Fish sauce is a staple ingredient in many Southeast Asian cuisines: in Thailand it is called nam pla, and nước mắm in Vietnam. The most well-known example in Japan is Akita’s shottsuru, which is made from hatahata, the official prefectural fish. It is one of the three major fish sauces in Japan, along with Ishikawa’s ishiru (made from squid innards) and Kagawa’s ikanago (sandlance) soy sauce. In kanji it is written “塩(魚)汁”, literally “salty (fish) liquid“. It’s popularity extends well beyond Akita, and is an essential part of the local cuisine.
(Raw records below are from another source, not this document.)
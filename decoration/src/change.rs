//! Edit descriptions consumed by [`DecorationSet::map`](crate::DecorationSet::map).
//!
//! A [`Change`] replaces `[from, to)` with `len` units of new content. The engine never
//! sees the inserted text, only its length.
//!
//! # Coordinates
//!
//! Changes in a [`ChangeSet`] are applied one after another, so every change is
//! expressed in the coordinates of the document produced by the changes before it.
//! They must still be ascending and non-overlapping: a change may not start before
//! the end of the content the previous change inserted.
//!
//! ```text
//! old:  0 1 2 3 4 5 6
//!         |-|          Change { from: 1, to: 2, len: 3 }
//! mid:  0 1 x x x 2 3 4 5 6
//!                   |  Change { from: 6, to: 6, len: 2 }   (mid coordinates)
//! new:  0 1 x x x 2 y y 3 4 5 6
//! ```
//!
//! Each change is additionally located in original-document coordinates when the
//! set is built. Those locations are ascending too, which lets a position find the
//! first change that can affect it with a binary search instead of walking every
//! change.

use crate::{
    error::{InvalidChangeSnafu, Result, UnorderedChangesSnafu},
    Bias,
};
use serde::{Deserialize, Serialize};
use snafu::ensure;

/// Replace `[from, to)` with `len` units of new content.
#[derive(Clone, Copy, Debug, PartialEq, Eq, Hash, Serialize, Deserialize)]
pub struct Change {
    pub from: usize,
    pub to: usize,
    pub len: usize,
}

impl Change {
    pub fn new(from: usize, to: usize, len: usize) -> Self {
        Self { from, to, len }
    }

    pub fn insert(pos: usize, len: usize) -> Self {
        Self::new(pos, pos, len)
    }

    pub fn delete(from: usize, to: usize) -> Self {
        Self::new(from, to, 0)
    }

    /// Net change in document length.
    pub fn delta(&self) -> isize {
        self.len as isize - (self.to as isize - self.from as isize)
    }
}

/// A region touched by a change, in both old and new document coordinates.
#[derive(Clone, Copy, Debug, PartialEq, Eq)]
pub struct ChangedRange {
    pub from_a: usize,
    pub to_a: usize,
    pub from_b: usize,
    pub to_b: usize,
}

#[derive(Clone, Copy, Debug)]
struct Located {
    change: Change,
    /// `change.from` in original-document coordinates.
    old_from: usize,
    /// `change.to` in original-document coordinates.
    old_to: usize,
    /// Sum of the deltas of every earlier change.
    delta_before: isize,
}

/// An ordered, validated sequence of [`Change`]s.
#[derive(Clone, Debug, Default)]
pub struct ChangeSet {
    changes: Vec<Located>,
    delta: isize,
}

impl ChangeSet {
    /// Validate and locate a sequence of changes.
    ///
    /// Fails with [`InvalidChange`](crate::DecorationError::InvalidChange) when a change
    /// has `from > to` and with
    /// [`UnorderedChanges`](crate::DecorationError::UnorderedChanges) when a change
    /// starts inside the content inserted by its predecessor or before it.
    pub fn new(changes: impl IntoIterator<Item = Change>) -> Result<Self> {
        let mut located: Vec<Located> = Vec::new();
        let mut delta = 0isize;

        for change in changes {
            ensure!(
                change.from <= change.to,
                InvalidChangeSnafu {
                    from: change.from,
                    to: change.to,
                }
            );
            if let Some(prev) = located.last() {
                let previous_end = prev.change.from + prev.change.len;
                ensure!(
                    change.from >= previous_end,
                    UnorderedChangesSnafu {
                        from: change.from,
                        previous_end,
                    }
                );
            }

            let old_from = (change.from as isize - delta) as usize;
            located.push(Located {
                change,
                old_from,
                old_to: old_from + (change.to - change.from),
                delta_before: delta,
            });
            delta += change.delta();
        }

        Ok(Self {
            changes: located,
            delta,
        })
    }

    pub fn empty() -> Self {
        Self::default()
    }

    pub fn is_empty(&self) -> bool {
        self.changes.is_empty()
    }

    pub fn len(&self) -> usize {
        self.changes.len()
    }

    pub fn iter(&self) -> impl Iterator<Item = &Change> + '_ {
        self.changes.iter().map(|located| &located.change)
    }

    /// Net change in document length over the whole set.
    pub fn len_delta(&self) -> isize {
        self.delta
    }

    /// The furthest original-document position any change reaches.
    pub fn old_end(&self) -> usize {
        self.changes.last().map_or(0, |located| located.old_to)
    }

    /// Old and new coordinates of every changed region.
    pub fn changed_ranges(&self) -> Vec<ChangedRange> {
        self.changes
            .iter()
            .map(|located| {
                let from_b = (located.old_from as isize + located.delta_before) as usize;
                ChangedRange {
                    from_a: located.old_from,
                    to_a: located.old_to,
                    from_b,
                    to_b: from_b + located.change.len,
                }
            })
            .collect()
    }

    /// Whether any change touches `[from, to]` (original coordinates, inclusive).
    pub fn touches(&self, from: usize, to: usize) -> bool {
        let index = self.changes.partition_point(|c| c.old_to < from);
        self.changes
            .get(index)
            .is_some_and(|located| located.old_from <= to)
    }

    /// Map an original-document position into the new document.
    ///
    /// Positions inside a replaced range are clipped to one of its edges: `Left` to
    /// the start of the inserted content, `Right` to its end. A position exactly at
    /// the start of a non-empty replaced range stays there and one at its end follows
    /// the inserted content, since the content on their far side is untouched.
    pub fn map_pos(&self, pos: usize, bias: Bias) -> usize {
        let (mut pos, start) = self.skip_before(pos);
        for located in &self.changes[start..] {
            let Change { from, to, len } = located.change;
            if pos < from {
                break;
            }
            pos = if pos > to {
                (pos as isize + located.change.delta()) as usize
            } else if from < to && pos == from {
                from
            } else if from < to && pos == to {
                from + len
            } else {
                match bias {
                    Bias::Left => from,
                    Bias::Right => from + len,
                }
            };
        }
        pos
    }

    /// Map a point position, returning `None` when the content it is attached to
    /// is deleted.
    ///
    /// A point strictly inside a replaced range is always deleted. At the edge of a
    /// replaced range it survives only when its bias points at the untouched side:
    /// `Left` at the start, `Right` at the end. Pure insertions never delete points.
    pub fn map_point(&self, pos: usize, bias: Bias) -> Option<usize> {
        let (mut pos, start) = self.skip_before(pos);
        for located in &self.changes[start..] {
            let Change { from, to, len } = located.change;
            if pos < from {
                break;
            }
            pos = if pos > to {
                (pos as isize + located.change.delta()) as usize
            } else if from == to {
                match bias {
                    Bias::Left => from,
                    Bias::Right => from + len,
                }
            } else if pos == from && bias == Bias::Left {
                from
            } else if pos == to && bias == Bias::Right {
                from + len
            } else {
                return None;
            };
        }
        Some(pos)
    }

    /// Shift `pos` past every change that ends strictly before it, returning the
    /// shifted position and the index of the first change still to apply.
    fn skip_before(&self, pos: usize) -> (usize, usize) {
        let index = self.changes.partition_point(|c| c.old_to < pos);
        let delta = match self.changes.get(index) {
            Some(located) => located.delta_before,
            None => self.delta,
        };
        ((pos as isize + delta) as usize, index)
    }
}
The process of fermentation
Traditionally shottsuru is made from only two ingredients: hatahata and salt. In times when the hatahata catch dwindled, anchovies, sardines, and horse mackerel were used as substitutes. Some breweries prefer not to use hatahata, as they believe other fish produce a better flavour. To make shottsuru, hatahata are salted and placed in a barrel for one to three years and mixed from time to time with a kaibou, a long pole that is used to mix unrefined sake or soy sauce in the process of fermentation. The longer it is fermented, the mellower and more fragrant it becomes. The end-product is a rich amber-coloured liquid. One ton of hatahata only yields 500 litres of shottsuru sauce, so production is done on a small scale.

The history of shottsuru
The history of shottsuru dates back to the early Edo period, when Daimon Suke-zaemon is said to have first made it at his home in Arayamachi, a famous brewing town in Akita City. Shottsuru was used as a staple condiment in many households until the beginning of the Showa era, since soy sauce was a luxury that most people could not afford. Up until fifty years or so ago when hatahata catch was plentiful, shottsuru was also made at home, and people collecting the fish washed up on shore in order to make shottsuru was a common sight.

How to enjoy shottsuru
Shottusru is a versatile sauce and can be used in any number of dishes. One of the most popular ways to use shottsuru is shottsuru nabe. The base of the soup is dashi stock made from kombu (kelp) or katsuo (bonito), plus shottsuru. Hatahata, mushrooms, tofu, winter vegetables such as hakusai, chinese cabbage, are then added to the pot. Usually female hatahata are used for the nabe, as people enjoy eating the fish eggs. In recent years Oga’s shottsuru yakisoba (stir-fried noodles) has also gained popularity. Unlike traditional yakisoba, which is made with a thick, sweet sauce, vegetables, and usually pork or beef, Oga’s yakisoba is made with a salty shottsuru-based sauce, and seafood instead of meat.

Although fish sauce may seem strange or smelly at first, shottsuru has a surprisingly mild smell, and packed with umami flavour. You can find it in supermarkets and gift shops, and most restaurants serving local Akita cuisine will have shottsuru nabe during the winter. Be sure to try out this beloved signature food, along with hatahata, when you are in Akita.